Section 7 -- Other Terms and Conditions.

a. The Licensor shall not be bound by any additional or different terms or conditions communicated by You unless expressly agreed.

b. Any arrangements, understandings, or agreements regarding the Licensed Material not stated herein are separate from and independent of the terms and conditions of this Public License.

Section 8 -- Interpretation.

a. For the avoidance of doubt, this Public License does not, and shall not be interpreted to, reduce, limit, restrict, or impose conditions on any use of the Licensed Material that could lawfully be made without permission under this Public License.

b.

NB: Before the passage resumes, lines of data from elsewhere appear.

//! Grouping of merged columns by nonzero structure

use std::ops::Range;

use ndarray::{Array1, Array2, ArrayView1, ArrayView2, NdFloat};

use crate::{deflation::ColumnType, perm::Permutation, LinalgError, Result};

/// Diagonal and singular vectors reordered by [`ColumnType`]
#[derive(Debug, Clone)]
pub struct Packing<A> {
    /// Maps positions in the deflation order to packed positions. Undeflated positions are
    /// mapped onto undeflated positions.
    pub perm: Permutation,
    /// Number of columns of each type, indexed by [`ColumnType::index`]
    pub counts: [usize; ColumnType::COUNT],
    pub d: Array1<A>,
    pub u: Array2<A>,
    pub v: Array2<A>,
}

impl<A> Packing<A> {
    /// Packed columns of the given type
    pub fn range(&self, ty: ColumnType) -> Range<usize> {
        let start: usize = self.counts[..ty.index()].iter().sum();
        start..start + self.counts[ty.index()]
    }
}

/// Copies `d` and the columns of `u` and `v` into packed order.
///
/// `types`, `d` and `deflation_perm` are indexed by sorted position, and `columns[j]` is the
/// column of `u` and `v` holding the vectors of sorted index `j`. The packed `u` keeps all rows
/// of `u`, the packed `v` all rows of `v`; both get one column per sorted index. Fails if the
/// per-index inputs differ in length.
pub fn pack<A: NdFloat>(
    types: &[ColumnType],
    deflation_perm: &Permutation,
    d: ArrayView1<A>,
    u: ArrayView2<A>,
    v: ArrayView2<A>,
    columns: &[usize],
) -> Result<Packing<A>> {
    let m = types.len();
    for actual in [d.len(), deflation_perm.len(), columns.len()] {
        if actual != m {
            return Err(LinalgError::WrongLength {
                expected: m,
                actual,
            });
        }
    }

    let mut counts = [0; ColumnType::COUNT];
    for ty in types {
        counts[ty.index()] += 1;
    }
    let mut offsets = [0; ColumnType::COUNT];
    for ty in 1..ColumnType::COUNT {
        offsets[ty] = offsets[ty - 1] + counts[ty - 1];
    }

    let mut image = vec![0; m];
    let mut packed_d = Array1::zeros(m);
    let mut packed_u = Array2::zeros((u.nrows(), m));
    let mut packed_v = Array2::zeros((v.nrows(), m));
    for (j, ty) in types.iter().enumerate() {
        let dest = offsets[ty.index()];
        offsets[ty.index()] += 1;
        image[deflation_perm.image(j)] = dest;

        packed_d[dest] = d[j];
        packed_u.column_mut(dest).assign(&u.column(columns[j]));
        packed_v.column_mut(dest).assign(&v.column(columns[j]));
    }

    Ok(Packing {
        perm: Permutation::from_images_unchecked(image),
        counts,
        d: packed_d,
        u: packed_u,
        v: packed_v,
    })
}

#[cfg(test)]
mod tests {
    use ndarray::{array, Array2};

    use super::*;

    #[test]
    fn pack_by_type() {
        use ColumnType::*;

        let types = [Dense, Deflated, SecondBlock, FirstBlock, Deflated];
        // Undeflated 0, 2, 3 first, then deflated 4, 1 from the back
        let deflation_perm = Permutation::from_images(vec![0, 4, 1, 2, 3]).unwrap();
        let d = array![0., 1., 2., 3., 4.];
        let u = Array2::from_shape_fn((5, 5), |(i, j)| (10 * i + j) as f64);
        let v = Array2::from_shape_fn((6, 5), |(i, j)| (10 * i + j) as f64);
        let columns = [2, 0, 1, 3, 4];
        let packing =
            pack(&types, &deflation_perm, d.view(), u.view(), v.view(), &columns).unwrap();

        assert_eq!(packing.counts, [1, 1, 1, 2]);
        assert_eq!(packing.range(FirstBlock), 0..1);
        assert_eq!(packing.range(SecondBlock), 1..2);
        assert_eq!(packing.range(Dense), 2..3);
        assert_eq!(packing.range(Deflated), 3..5);
        assert_eq!(packing.d, array![3., 2., 0., 1., 4.]);
        assert_eq!(packing.u.column(0), u.column(3));
        assert_eq!(packing.u.column(2), u.column(2));
        assert_eq!(packing.v.column(3), v.column(0));
        assert_eq!(packing.v.nrows(), 6);
        // Undeflated positions stay undeflated
        assert_eq!(packing.perm.images(), &[2, 1, 0, 4, 3]);
        for pos in 0..3 {
            assert!(packing.perm.image(pos) < 3);
        }
    }

    #[test]
    fn pack_wrong_lengths() {
        let types = [ColumnType::Dense, ColumnType::FirstBlock];
        let perm = Permutation::identity(2);
        let u = Array2::<f64>::eye(2);
        assert!(matches!(
            pack(&types, &perm, array![0., 1., 2.].view(), u.view(), u.view(), &[0, 1]),
            Err(LinalgError::WrongLength { expected: 2, actual: 3 })
        ));
        let short = Permutation::identity(1);
        assert!(matches!(
            pack(&types, &short, array![0., 1.].view(), u.view(), u.view(), &[0, 1]),
            Err(LinalgError::WrongLength { expected: 2, actual: 1 })
        ));
        assert!(matches!(
            pack(&types, &perm, array![0., 1.].view(), u.view(), u.view(), &[0]),
            Err(LinalgError::WrongLength { expected: 2, actual: 1 })
        ));
    }
}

To the extent possible, if any provision of this Public License is deemed unenforceable, it shall be automatically reformed to the minimum extent necessary to make it enforceable. If the provision cannot be reformed, it shall be severed from this Public License without affecting the enforceability of the remaining terms and conditions.

c. No term or condition of this Public License will be waived and no failure to comply consented to unless expressly agreed to by the Licensor.

d. Nothing in this Public License constitutes or may be interpreted as a limitation upon, or waiver of, any privileges and immunities that apply to the Licensor or You, including from the legal processes of any jurisdiction or authority.